Political antics playing out in summertime often escape public scrutiny because so many of us are off pursuing vacations — and that’s likely truer now than ever after pandemic fears kept many of us close to home last year. But the Texas Legislature’s special session beginning today warrants voters’ attention. Indeed, some voters might soon find the ease with which they voted in past elections has been compromised in ways never imagined.
Which brings us to our recommendation at the very outset: In the interest of the transparency both Republicans and Democrats claim to prize, leaders of the Texas House and Senate should ensure committee hearings are given to all legislation considered, especially whatever final “election integrity” bill is in store. Thanks to skullduggery that even Republican authors of Senate Bill 7 now acknowledge and condemn, many Texans are more confused than ever about what Republicans specifically propose.
After House Democrats abandoned the hall on Memorial Day weekend and prematurely ended the regular session, measures added to the session’s final election bill came to light that left red-faced Republicans back-pedaling, vowing these were mistakenly inserted. One: a measure curtailing early voting hours on Sundays popular among churchgoers in African American communities who after services travel to the polls. Another: a measure allowing courts to more easily overturn election results.
If we’re to believe Republican legislators on the Senate-House conference committee didn’t mean to slip these toxic measures into a revised version of the bill, they should ensure that all legislators — and their constituents — see bills laid out in detail early on, preventing the last-minute meddling that backfired on Republicans during regular session when understandably angry Democrats slipped away in protest.
Gov.

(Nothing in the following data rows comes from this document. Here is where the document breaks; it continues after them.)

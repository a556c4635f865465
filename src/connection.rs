//! Duplex channel management
//!
//! Each channel is one WebSocket driven by a single task: it connects,
//! drains the outbound queue in order, and decodes inbound frames into the
//! channel's message type. Messages sent while the socket is still
//! connecting are queued and flushed once it opens. The queue is bounded:
//! when the socket stalls, further sends are refused rather than buffered.
//! A channel that closes or fails stays dead; there is no reconnect.

use futures_util::{SinkExt, StreamExt};
use serde::de::DeserializeOwned;
use serde::Serialize;
use std::fmt;
use std::sync::Arc;
use std::time::Duration;
use tokio::sync::mpsc::error::TrySendError;
use tokio::sync::{mpsc, watch};
use tokio::task::JoinHandle;
use tokio_tungstenite::connect_async;
use tokio_tungstenite::tungstenite::Message;
use tracing::{debug, error, info, warn};

/// Outbound messages held while the socket connects or stalls.
pub const OUTBOUND_CAPACITY: usize = 32;

/// How long `close` waits for queued messages and the close frame.
const CLOSE_TIMEOUT: Duration = Duration::from_secs(2);

#[derive(Debug, Clone, Copy, PartialEq, Eq)]
pub enum ChannelKind {
    Transcription,
    Dialogue,
}

impl fmt::Display for ChannelKind {
    fn fmt(&self, f: &mut fmt::Formatter<'_>) -> fmt::Result {
        match self {
            ChannelKind::Transcription => write!(f, "transcription"),
            ChannelKind::Dialogue => write!(f, "dialogue"),
        }
    }
}

/// Lifecycle of one channel. `Closed` and `Errored` are terminal.
#[derive(Debug, Clone, Copy, PartialEq, Eq)]
pub enum ChannelState {
    Connecting,
    Open,
    Closed,
    Errored,
}

impl ChannelState {
    pub fn is_terminal(self) -> bool {
        matches!(self, ChannelState::Closed | ChannelState::Errored)
    }

    /// Whether a send would be accepted in this state.
    pub fn accepts_sends(self) -> bool {
        matches!(self, ChannelState::Connecting | ChannelState::Open)
    }
}

/// Events a channel delivers to its owner.
#[derive(Debug, Clone, PartialEq)]
pub enum ChannelEvent<M> {
    Opened,
    Message(M),
    Closed,
    Errored(String),
}

#[derive(Debug, thiserror::Error)]
pub enum ConnectionError {
    #[error("{kind} channel is not open ({state:?})")]
    NotOpen { kind: ChannelKind, state: ChannelState },

    #[error("{kind} channel outbound queue is full")]
    QueueFull { kind: ChannelKind },

    #[error("JSON serialization error: {0}")]
    Serialization(#[from] serde_json::Error),
}

/// Handle to one duplex channel.
pub struct Channel {
    kind: ChannelKind,
    state: watch::Receiver<ChannelState>,
    state_tx: Arc<watch::Sender<ChannelState>>,
    outbound: mpsc::Sender<Message>,
    task: JoinHandle<()>,
}

impl Channel {
    /// Start connecting to `url`. Returns at once; inbound messages decoded
    /// as `M` arrive on the returned receiver.
    pub fn open<M>(kind: ChannelKind, url: &str) -> (Self, mpsc::UnboundedReceiver<ChannelEvent<M>>)
    where
        M: DeserializeOwned + Send + 'static,
    {
        let (state_tx, state) = watch::channel(ChannelState::Connecting);
        let state_tx = Arc::new(state_tx);
        let (outbound, outbound_rx) = mpsc::channel(OUTBOUND_CAPACITY);
        let (events_tx, events_rx) = mpsc::unbounded_channel();

        let task = tokio::spawn(run_socket(
            kind,
            url.to_string(),
            outbound_rx,
            events_tx,
            state_tx.clone(),
        ));

        let channel = Self {
            kind,
            state,
            state_tx,
            outbound,
            task,
        };
        (channel, events_rx)
    }

    pub fn kind(&self) -> ChannelKind {
        self.kind
    }

    pub fn state(&self) -> ChannelState {
        *self.state.borrow()
    }

    /// Wait until the channel leaves `Connecting`.
    pub async fn wait_open(&self) -> ChannelState {
        let mut state = self.state.clone();
        let settled = match state.wait_for(|s| *s != ChannelState::Connecting).await {
            Ok(s) => *s,
            Err(_) => self.state(),
        };
        settled
    }

    /// Queue a text frame.
    pub fn send_text(&self, text: String) -> Result<(), ConnectionError> {
        self.send(Message::Text(text.into()))
    }

    /// Queue a JSON payload as a text frame.
    pub fn send_json<T: Serialize>(&self, payload: &T) -> Result<(), ConnectionError> {
        let text = serde_json::to_string(payload)?;
        self.send_text(text)
    }

    fn send(&self, message: Message) -> Result<(), ConnectionError> {
        let state = self.state();
        if !state.accepts_sends() {
            warn!("📪 Dropping outbound message on {} channel: {:?}", self.kind, state);
            return Err(ConnectionError::NotOpen {
                kind: self.kind,
                state,
            });
        }
        match self.outbound.try_send(message) {
            Ok(()) => Ok(()),
            Err(TrySendError::Full(_)) => {
                warn!("📪 {} channel queue full, dropping message", self.kind);
                Err(ConnectionError::QueueFull { kind: self.kind })
            }
            Err(TrySendError::Closed(_)) => {
                // the socket task is gone, so the state is already terminal
                let state = self.state();
                warn!("📪 {} channel task has exited ({:?})", self.kind, state);
                Err(ConnectionError::NotOpen {
                    kind: self.kind,
                    state,
                })
            }
        }
    }

    /// Close the channel. Queued messages are flushed before the close
    /// frame; the socket task gets `CLOSE_TIMEOUT` to finish.
    pub async fn close(mut self) {
        if self.state().is_terminal() {
            return;
        }
        info!("Closing {} channel", self.kind);
        transition(&self.state_tx, ChannelState::Closed);

        let outbound = &self.outbound;
        let task = &mut self.task;
        let flushed = tokio::time::timeout(CLOSE_TIMEOUT, async move {
            if outbound.send(Message::Close(None)).await.is_ok() {
                let _ = task.await;
            }
        })
        .await;
        if flushed.is_err() {
            warn!("⏱️ {} channel did not close in time", self.kind);
        }
    }
}

impl Drop for Channel {
    fn drop(&mut self) {
        self.task.abort();
    }
}

/// Move to `next` unless already in a terminal state.
fn transition(state: &watch::Sender<ChannelState>, next: ChannelState) -> bool {
    state.send_if_modified(|current| {
        if current.is_terminal() || *current == next {
            return false;
        }
        *current = next;
        true
    })
}

/// Decode one inbound frame. `None` means the frame carries nothing for
/// the owner (control frames, malformed payloads).
pub fn dispatch<M: DeserializeOwned>(kind: ChannelKind, message: Message) -> Option<ChannelEvent<M>> {
    let text = match &message {
        Message::Text(text) => text.as_str(),
        Message::Binary(bytes) => match std::str::from_utf8(bytes) {
            Ok(text) => text,
            Err(_) => {
                warn!("Dropping non-UTF-8 binary frame on {} channel ({} bytes)", kind, bytes.len());
                return None;
            }
        },
        Message::Close(frame) => {
            info!("{} channel closed by peer: {:?}", kind, frame);
            return Some(ChannelEvent::Closed);
        }
        _ => return None,
    };

    match serde_json::from_str::<M>(text) {
        Ok(msg) => Some(ChannelEvent::Message(msg)),
        Err(e) => {
            warn!("Dropping malformed message on {} channel: {}", kind, e);
            debug!("Raw message: {}", text);
            None
        }
    }
}

async fn run_socket<M>(
    kind: ChannelKind,
    url: String,
    mut outbound_rx: mpsc::Receiver<Message>,
    events: mpsc::UnboundedSender<ChannelEvent<M>>,
    state: Arc<watch::Sender<ChannelState>>,
) where
    M: DeserializeOwned + Send + 'static,
{
    info!("🔌 Connecting {} channel to {}", kind, url);
    let ws = match connect_async(url.as_str()).await {
        Ok((ws, _resp)) => ws,
        Err(e) => {
            error!("❌ {} channel failed to open: {}", kind, e);
            transition(&state, ChannelState::Errored);
            let _ = events.send(ChannelEvent::Errored(e.to_string()));
            return;
        }
    };

    let (mut sink, mut stream) = ws.split();
    if !transition(&state, ChannelState::Open) {
        // closed by the owner while connecting: flush what was queued, then close
        while let Some(message) = outbound_rx.recv().await {
            let closing = matches!(message, Message::Close(_));
            if sink.send(message).await.is_err() || closing {
                break;
            }
        }
        let _ = sink.close().await;
        return;
    }
    info!("✅ {} channel open", kind);
    let _ = events.send(ChannelEvent::Opened);

    loop {
        tokio::select! {
            outgoing = outbound_rx.recv() => {
                let Some(message) = outgoing else {
                    let _ = sink.close().await;
                    break;
                };
                let closing = matches!(message, Message::Close(_));
                if let Err(e) = sink.send(message).await {
                    error!("❌ {} channel send failed: {}", kind, e);
                    transition(&state, ChannelState::Errored);
                    let _ = events.send(ChannelEvent::Errored(e.to_string()));
                    break;
                }
                if closing {
                    let _ = events.send(ChannelEvent::Closed);
                    break;
                }
            }
            incoming = stream.next() => match incoming {
                Some(Ok(message)) => match dispatch::<M>(kind, message) {
                    Some(ChannelEvent::Closed) => {
                        transition(&state, ChannelState::Closed);
                        let _ = events.send(ChannelEvent::Closed);
                        break;
                    }
                    Some(event) => {
                        if events.send(event).is_err() {
                            debug!("{} channel owner is gone", kind);
                            break;
                        }
                    }
                    None => {}
                },
                Some(Err(e)) => {
                    error!("❌ {} channel error: {}", kind, e);
                    transition(&state, ChannelState::Errored);
                    let _ = events.send(ChannelEvent::Errored(e.to_string()));
                    break;
                }
                None => {
                    info!("{} channel stream ended", kind);
                    transition(&state, ChannelState::Closed);
                    let _ = events.send(ChannelEvent::Closed);
                    break;
                }
            }
        }
    }
    debug!("{} channel task terminated", kind);
}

Greg Abbott, ordinarily the only one who can set the agenda for a special session, has also insisted more needs to be done to restrain the teaching of critical race theory in public schools. This strikes us as racist dog-whistling disguised as policy: The Republican-led Legislature just passed a bill in May that restricts or discourages (depending on how you read House Bill 3979) such teachings.
Again, transparency is required to ensure the governor isn’t pressing further action simply to appease white grievance, the better for him to fight off a formidable 2022 primary election rival. Confusion remains in the public mind about critical race theory, aggravated by The New York Times’ misleading “1619 Project” and highly charged statements by its lead writer, Nikole Hannah-Jones. Texas academia, parents and legislators need to debate further restrictions in hearings to better define what’s amiss.
There’s also the matter of what legislators and the Texas Supreme Court will do regarding Abbott’s tirade after the abbreviated regular session, expressed in textbook executive overreach by his vetoing that section of the budget paying for legislative staff and agencies. In considering a suit over the issue, the state’s highest court might well consider what Abbott could do to the state judiciary should it, God forbid, also risk his royal displeasure.